XXVIII
Eens, op een winter-schemeravond, toen Eulalietje verkleumd met de andere kinderen van het gehucht van school terugkeerde en daar nog even stond te kijken met de handjes in haar wollen wanten, naar de jongens, die met ijsstoelen over de bevroren sloot reden, kwam Uleken gejaagd naar buiten en riep van op de drempel met een vreemde stem:
- Eulalietsje, kom ne kier ziere in huis. Toe, hoast ou!
Het kind liep rennend dwars over de boomgaard, alsof zij iets vrolijks verwachtte; maar toen ze binnen was keek ze met ontsteltenis naar de gezichten van Uleken en Natsen, die allebei met roodgekreten ogen schreiden.
- Gruetmoeder es gestorven! weeklaagde Uleken. - Azue al mee ne kier, van den uchtijnk, binst da ze 'n potse káffee dronk.
Eulalietje keek met grote, heldere, ernstige ogen op.

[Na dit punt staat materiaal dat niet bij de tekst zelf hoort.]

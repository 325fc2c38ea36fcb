//! CLI subcommand implementations

pub mod clean;
pub mod generate;
pub mod init;
pub mod list;
pub mod new;
pub mod show;
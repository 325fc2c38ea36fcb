//! Create a new article

use anyhow::{anyhow, Result};
use std::fs;

use crate::Site;

/// Create a new article file named after the slugified title
pub fn create_article(site: &Site, title: &str, author: Option<&str>) -> Result<()> {
    let articles_dir = site.articles_dir();
    fs::create_dir_all(&articles_dir)?;

    let slug = slug::slugify(title);
    if slug.is_empty() {
        return Err(anyhow!("Title produces an empty slug"));
    }

    let file_path = articles_dir.join(format!("{}.md", slug));
    if file_path.exists() {
        return Err(anyhow!("Article already exists: {:?}", file_path));
    }

    let now = chrono::Local::now();
    let scaffold = format!(
        "---\ntitle: {}\ndescription: \ndate: {}\nauthor: {}\ntags: []\n---\n\n",
        title,
        now.format("%Y-%m-%d"),
        author.unwrap_or(""),
    );

    fs::write(&file_path, scaffold)?;
    println!("Created: {}", file_path.display());

    Ok(())
}

#[cfg(test)]
mod tests {
    use super::*;
    use crate::config::SiteConfig;

    fn temp_site(dir: &std::path::Path) -> Site {
        let config = SiteConfig::default();
        Site {
            content_dir: dir.join(&config.content_dir),
            public_dir: dir.join(&config.public_dir),
            base_dir: dir.to_path_buf(),
            config,
        }
    }

    #[test]
    fn test_create_article() {
        let tmp = tempfile::tempdir().unwrap();
        let site = temp_site(tmp.path());

        create_article(&site, "Hello World", Some("jane")).unwrap();

        let path = site.articles_dir().join("hello-world.md");
        let content = fs::read_to_string(&path).unwrap();
        assert!(content.starts_with("---\ntitle: Hello World\n"));
        assert!(content.contains("author: jane"));
    }

    #[test]
    fn test_existing_article_is_an_error() {
        let tmp = tempfile::tempdir().unwrap();
        let site = temp_site(tmp.path());

        create_article(&site, "Hello", None).unwrap();
        assert!(create_article(&site, "Hello", None).is_err());
    }
}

Zij zei niets; zij wist niet wat ze zeggen moest; ze haalde haar zakdoek uit en begon ook te schreien.
- Wilde gruetmoeder nog ne kier zien? vroeg Uleken weemoedig.
- Joajik! fluisterde 't kind, dat niet dorst weigeren.
Zij gingen in de ‘beste kamer’ naast de keuken en daar lag grootmoeder op haar bed, zo stil, zo wit, zo geel, zo helemaal anders, dan ze in het leven was.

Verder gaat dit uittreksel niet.